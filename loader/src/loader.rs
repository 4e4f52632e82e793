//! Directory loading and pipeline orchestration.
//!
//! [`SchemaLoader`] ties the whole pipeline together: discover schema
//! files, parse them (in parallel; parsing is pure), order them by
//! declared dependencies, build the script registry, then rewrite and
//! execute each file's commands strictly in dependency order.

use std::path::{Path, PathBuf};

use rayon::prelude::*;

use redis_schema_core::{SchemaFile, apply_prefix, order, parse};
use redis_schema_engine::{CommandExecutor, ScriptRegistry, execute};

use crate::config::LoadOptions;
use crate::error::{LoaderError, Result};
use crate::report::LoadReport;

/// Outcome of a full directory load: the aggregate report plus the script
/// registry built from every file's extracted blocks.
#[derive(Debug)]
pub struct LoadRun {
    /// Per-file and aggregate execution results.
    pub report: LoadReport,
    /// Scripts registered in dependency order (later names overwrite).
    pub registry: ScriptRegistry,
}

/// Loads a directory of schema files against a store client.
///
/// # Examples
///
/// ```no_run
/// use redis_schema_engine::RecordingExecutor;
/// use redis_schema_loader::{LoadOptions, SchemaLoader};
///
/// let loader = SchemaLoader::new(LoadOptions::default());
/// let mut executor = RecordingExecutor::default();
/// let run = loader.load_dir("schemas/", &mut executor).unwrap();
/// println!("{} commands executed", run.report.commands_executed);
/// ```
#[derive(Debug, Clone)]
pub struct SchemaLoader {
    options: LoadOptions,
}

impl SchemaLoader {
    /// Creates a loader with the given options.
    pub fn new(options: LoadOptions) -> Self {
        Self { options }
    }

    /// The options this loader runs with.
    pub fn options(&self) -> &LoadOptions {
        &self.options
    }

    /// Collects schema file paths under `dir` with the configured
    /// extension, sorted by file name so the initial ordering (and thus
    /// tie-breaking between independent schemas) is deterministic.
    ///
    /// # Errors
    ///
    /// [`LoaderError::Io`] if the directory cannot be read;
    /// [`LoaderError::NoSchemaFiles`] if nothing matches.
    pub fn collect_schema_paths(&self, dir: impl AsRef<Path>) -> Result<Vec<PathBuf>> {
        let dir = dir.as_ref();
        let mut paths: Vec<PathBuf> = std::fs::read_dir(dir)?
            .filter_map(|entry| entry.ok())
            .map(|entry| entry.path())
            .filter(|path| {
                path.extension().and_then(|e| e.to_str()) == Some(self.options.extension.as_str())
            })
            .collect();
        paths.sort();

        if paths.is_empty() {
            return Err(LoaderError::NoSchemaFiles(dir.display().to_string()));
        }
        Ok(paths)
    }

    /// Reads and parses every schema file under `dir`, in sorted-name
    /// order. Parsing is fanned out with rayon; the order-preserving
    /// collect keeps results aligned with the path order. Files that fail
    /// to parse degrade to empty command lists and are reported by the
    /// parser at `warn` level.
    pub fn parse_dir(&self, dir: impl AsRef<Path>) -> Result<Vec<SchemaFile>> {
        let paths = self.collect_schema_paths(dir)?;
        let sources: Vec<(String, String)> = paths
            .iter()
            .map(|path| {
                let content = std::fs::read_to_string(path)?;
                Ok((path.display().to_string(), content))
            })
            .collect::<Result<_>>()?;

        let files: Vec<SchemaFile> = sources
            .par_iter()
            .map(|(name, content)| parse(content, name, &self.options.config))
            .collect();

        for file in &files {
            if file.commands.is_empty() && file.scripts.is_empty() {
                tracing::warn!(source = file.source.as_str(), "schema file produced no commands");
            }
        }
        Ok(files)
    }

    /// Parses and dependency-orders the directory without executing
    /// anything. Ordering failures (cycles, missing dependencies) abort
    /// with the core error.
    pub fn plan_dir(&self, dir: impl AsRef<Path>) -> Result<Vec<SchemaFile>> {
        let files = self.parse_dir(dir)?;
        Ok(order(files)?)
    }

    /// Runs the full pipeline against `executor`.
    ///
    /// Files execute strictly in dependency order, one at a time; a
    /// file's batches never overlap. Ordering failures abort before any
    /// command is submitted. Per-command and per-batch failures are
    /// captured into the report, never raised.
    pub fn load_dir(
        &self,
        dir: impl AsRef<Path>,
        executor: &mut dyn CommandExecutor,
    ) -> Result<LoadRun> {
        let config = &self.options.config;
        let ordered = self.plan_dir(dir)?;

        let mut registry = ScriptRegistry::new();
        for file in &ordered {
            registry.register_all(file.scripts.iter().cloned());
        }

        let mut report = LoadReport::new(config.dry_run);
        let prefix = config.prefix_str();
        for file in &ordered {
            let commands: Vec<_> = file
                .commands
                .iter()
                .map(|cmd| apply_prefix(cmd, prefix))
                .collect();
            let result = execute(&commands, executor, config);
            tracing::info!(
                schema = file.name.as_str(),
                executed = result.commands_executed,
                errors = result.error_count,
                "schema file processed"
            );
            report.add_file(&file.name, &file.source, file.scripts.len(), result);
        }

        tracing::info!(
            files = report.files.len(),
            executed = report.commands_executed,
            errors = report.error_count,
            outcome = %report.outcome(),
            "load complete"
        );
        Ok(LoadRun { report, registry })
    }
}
* * * * *
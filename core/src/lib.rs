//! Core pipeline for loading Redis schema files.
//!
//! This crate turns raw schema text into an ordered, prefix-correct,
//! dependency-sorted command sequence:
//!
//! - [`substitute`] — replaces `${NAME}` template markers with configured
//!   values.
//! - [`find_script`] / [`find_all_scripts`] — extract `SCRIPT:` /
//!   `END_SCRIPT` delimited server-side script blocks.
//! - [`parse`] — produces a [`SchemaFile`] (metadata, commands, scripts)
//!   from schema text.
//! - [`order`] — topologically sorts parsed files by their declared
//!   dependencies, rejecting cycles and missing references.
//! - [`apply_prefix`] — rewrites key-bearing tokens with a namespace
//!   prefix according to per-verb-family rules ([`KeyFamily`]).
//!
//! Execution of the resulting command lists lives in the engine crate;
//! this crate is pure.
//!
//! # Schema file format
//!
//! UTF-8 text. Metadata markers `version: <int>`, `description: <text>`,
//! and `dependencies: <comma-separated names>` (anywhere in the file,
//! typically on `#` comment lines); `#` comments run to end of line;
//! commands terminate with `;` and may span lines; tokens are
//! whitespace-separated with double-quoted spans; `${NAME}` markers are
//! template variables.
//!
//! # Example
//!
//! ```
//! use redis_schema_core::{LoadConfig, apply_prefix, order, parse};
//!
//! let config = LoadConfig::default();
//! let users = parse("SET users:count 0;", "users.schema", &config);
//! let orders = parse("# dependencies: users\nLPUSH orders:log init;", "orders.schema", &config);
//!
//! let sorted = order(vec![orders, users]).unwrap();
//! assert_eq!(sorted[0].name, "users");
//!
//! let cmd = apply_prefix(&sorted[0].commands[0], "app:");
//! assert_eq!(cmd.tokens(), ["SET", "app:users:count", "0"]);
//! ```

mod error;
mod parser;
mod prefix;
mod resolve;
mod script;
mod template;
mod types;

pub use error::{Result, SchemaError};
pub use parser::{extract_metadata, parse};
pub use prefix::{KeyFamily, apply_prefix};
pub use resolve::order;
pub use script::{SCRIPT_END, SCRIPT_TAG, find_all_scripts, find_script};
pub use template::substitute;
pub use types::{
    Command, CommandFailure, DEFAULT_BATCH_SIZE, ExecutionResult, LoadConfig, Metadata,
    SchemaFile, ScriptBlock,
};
* * * * *
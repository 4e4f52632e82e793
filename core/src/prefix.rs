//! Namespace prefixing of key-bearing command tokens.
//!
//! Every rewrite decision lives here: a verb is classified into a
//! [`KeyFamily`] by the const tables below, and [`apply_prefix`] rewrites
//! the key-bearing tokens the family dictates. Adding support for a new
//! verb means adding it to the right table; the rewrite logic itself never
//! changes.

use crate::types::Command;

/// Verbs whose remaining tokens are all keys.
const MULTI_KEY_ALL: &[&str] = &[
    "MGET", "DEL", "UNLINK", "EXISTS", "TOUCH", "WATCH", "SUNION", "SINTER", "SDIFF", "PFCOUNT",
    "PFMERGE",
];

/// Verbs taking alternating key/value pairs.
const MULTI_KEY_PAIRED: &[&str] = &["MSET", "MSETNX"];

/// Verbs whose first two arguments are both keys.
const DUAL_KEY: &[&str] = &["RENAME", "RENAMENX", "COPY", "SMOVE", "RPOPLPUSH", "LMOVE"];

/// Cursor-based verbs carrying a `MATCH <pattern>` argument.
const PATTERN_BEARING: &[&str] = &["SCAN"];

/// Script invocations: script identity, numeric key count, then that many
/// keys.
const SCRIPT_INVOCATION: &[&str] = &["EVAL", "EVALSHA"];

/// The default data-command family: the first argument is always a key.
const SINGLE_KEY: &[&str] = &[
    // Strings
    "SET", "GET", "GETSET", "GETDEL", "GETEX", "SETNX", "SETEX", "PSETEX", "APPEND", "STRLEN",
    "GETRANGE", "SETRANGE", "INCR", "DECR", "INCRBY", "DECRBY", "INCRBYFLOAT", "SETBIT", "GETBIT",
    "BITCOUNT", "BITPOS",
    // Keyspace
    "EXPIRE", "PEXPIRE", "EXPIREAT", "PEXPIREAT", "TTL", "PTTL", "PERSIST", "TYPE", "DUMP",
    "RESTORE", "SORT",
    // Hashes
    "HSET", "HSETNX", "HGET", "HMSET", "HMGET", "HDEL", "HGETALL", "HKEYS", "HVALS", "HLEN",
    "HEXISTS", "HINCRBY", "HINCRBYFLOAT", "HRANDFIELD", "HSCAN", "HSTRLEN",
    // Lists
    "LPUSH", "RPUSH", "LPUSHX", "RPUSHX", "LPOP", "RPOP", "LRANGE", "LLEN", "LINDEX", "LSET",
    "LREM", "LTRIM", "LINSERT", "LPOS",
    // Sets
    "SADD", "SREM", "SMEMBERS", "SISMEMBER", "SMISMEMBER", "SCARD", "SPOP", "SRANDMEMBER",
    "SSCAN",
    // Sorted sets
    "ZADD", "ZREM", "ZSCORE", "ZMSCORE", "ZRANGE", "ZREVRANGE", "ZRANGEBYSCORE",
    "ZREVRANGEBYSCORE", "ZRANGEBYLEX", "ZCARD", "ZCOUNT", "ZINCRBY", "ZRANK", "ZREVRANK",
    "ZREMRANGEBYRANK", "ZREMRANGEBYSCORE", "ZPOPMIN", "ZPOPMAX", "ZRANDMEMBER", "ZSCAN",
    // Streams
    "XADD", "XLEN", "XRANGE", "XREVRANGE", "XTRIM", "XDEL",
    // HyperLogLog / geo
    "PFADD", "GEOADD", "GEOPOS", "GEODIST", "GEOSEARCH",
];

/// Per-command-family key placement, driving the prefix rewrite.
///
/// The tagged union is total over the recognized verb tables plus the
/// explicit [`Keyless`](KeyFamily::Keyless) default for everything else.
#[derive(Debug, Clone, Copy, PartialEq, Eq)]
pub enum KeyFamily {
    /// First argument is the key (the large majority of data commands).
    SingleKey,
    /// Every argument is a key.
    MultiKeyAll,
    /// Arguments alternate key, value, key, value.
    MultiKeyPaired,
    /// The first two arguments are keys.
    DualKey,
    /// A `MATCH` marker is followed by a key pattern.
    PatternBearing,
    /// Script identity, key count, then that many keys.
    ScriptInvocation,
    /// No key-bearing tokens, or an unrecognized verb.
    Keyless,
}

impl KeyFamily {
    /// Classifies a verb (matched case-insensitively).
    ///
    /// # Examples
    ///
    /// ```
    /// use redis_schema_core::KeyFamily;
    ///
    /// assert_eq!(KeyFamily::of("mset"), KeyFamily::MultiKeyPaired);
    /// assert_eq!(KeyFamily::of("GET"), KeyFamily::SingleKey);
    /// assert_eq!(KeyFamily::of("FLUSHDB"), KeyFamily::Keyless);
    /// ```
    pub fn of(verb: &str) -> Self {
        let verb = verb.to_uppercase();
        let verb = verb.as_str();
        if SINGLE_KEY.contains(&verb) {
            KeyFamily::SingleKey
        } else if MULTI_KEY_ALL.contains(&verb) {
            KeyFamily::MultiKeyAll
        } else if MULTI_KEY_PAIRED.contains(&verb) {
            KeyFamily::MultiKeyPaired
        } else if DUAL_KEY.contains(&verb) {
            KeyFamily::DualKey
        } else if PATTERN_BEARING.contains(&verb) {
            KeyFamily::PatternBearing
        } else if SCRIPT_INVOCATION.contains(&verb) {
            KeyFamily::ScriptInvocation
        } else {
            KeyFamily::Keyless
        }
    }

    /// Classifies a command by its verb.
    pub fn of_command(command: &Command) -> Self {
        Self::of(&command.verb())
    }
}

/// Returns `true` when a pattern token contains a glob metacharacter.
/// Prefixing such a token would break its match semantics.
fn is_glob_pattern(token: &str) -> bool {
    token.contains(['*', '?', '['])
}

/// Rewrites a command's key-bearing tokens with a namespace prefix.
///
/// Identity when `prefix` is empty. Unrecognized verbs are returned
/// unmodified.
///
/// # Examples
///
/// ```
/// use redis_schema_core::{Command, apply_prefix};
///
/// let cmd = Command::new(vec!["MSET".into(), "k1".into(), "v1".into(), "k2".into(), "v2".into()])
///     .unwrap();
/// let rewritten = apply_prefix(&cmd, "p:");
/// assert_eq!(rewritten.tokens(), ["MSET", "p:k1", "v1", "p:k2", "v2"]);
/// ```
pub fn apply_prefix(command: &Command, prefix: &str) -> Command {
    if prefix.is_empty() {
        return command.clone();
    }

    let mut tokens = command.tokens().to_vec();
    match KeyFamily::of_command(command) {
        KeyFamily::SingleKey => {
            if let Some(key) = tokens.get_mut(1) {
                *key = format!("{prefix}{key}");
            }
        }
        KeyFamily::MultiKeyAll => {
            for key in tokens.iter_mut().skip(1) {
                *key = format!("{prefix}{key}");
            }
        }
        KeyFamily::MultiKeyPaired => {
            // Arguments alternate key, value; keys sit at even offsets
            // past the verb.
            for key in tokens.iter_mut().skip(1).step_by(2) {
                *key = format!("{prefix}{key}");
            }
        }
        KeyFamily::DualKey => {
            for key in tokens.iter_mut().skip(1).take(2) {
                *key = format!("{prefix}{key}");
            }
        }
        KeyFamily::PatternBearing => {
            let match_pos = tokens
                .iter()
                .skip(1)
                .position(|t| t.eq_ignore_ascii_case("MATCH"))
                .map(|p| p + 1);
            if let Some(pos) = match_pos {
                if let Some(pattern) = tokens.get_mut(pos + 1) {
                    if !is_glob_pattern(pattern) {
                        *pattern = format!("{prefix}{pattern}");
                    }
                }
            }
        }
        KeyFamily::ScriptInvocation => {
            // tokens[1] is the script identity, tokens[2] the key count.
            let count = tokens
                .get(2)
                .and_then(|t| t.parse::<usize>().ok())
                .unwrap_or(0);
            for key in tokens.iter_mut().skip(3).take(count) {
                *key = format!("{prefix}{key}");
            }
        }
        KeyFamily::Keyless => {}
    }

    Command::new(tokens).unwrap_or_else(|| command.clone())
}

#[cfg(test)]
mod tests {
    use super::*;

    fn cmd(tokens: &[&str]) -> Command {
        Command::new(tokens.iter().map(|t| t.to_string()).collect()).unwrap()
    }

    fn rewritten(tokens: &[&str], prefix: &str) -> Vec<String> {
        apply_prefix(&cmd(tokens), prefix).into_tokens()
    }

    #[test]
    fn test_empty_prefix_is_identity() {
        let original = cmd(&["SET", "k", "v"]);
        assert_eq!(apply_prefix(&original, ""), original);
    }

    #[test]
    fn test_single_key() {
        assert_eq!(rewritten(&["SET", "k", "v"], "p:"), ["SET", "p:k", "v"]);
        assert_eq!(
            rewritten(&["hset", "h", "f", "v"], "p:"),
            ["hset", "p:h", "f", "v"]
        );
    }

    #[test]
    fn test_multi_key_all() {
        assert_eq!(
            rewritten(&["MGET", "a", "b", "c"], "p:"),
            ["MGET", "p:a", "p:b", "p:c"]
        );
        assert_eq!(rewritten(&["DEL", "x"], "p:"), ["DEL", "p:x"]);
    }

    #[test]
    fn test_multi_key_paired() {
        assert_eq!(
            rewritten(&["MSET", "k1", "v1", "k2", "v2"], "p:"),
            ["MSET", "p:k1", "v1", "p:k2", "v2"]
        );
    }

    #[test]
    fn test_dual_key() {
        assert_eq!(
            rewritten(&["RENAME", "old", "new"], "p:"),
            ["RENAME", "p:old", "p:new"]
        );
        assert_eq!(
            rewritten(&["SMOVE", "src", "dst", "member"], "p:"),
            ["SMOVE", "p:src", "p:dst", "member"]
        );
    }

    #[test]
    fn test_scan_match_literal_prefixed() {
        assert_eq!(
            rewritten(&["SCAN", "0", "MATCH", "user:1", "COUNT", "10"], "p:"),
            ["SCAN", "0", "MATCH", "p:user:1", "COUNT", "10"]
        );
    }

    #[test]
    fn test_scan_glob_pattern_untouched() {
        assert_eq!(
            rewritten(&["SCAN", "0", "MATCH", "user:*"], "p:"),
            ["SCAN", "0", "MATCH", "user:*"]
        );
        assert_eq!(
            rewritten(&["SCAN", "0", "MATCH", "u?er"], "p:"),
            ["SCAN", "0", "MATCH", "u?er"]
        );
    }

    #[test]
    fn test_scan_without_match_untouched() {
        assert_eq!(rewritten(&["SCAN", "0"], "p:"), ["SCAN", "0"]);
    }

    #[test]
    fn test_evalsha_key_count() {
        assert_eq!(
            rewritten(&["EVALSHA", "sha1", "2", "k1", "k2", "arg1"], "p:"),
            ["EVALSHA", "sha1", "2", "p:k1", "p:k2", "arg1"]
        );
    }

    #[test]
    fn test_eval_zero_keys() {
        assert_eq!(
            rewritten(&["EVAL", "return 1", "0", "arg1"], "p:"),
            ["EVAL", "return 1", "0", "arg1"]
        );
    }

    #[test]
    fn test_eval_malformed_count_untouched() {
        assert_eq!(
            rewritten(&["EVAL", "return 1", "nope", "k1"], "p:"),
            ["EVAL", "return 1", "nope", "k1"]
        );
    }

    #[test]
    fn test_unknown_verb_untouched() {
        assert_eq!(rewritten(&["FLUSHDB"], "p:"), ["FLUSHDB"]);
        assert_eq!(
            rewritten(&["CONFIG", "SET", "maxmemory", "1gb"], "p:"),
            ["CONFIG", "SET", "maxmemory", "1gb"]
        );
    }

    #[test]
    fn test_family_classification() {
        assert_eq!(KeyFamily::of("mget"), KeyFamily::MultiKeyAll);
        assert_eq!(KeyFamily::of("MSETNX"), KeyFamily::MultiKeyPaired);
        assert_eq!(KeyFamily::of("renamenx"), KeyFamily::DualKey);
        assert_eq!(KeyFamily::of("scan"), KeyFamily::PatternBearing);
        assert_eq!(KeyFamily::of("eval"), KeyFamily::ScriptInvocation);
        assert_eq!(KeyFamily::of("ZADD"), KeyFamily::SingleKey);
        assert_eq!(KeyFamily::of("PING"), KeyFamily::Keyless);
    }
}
* * * * *
WHAT YOU NEED TO DO
Sift through the material above and copy the lines that contain the word "blocks".

RESPONSE BELOW
/// registry built from every file's extracted blocks.
//!   `END_SCRIPT` delimited server-side script blocks.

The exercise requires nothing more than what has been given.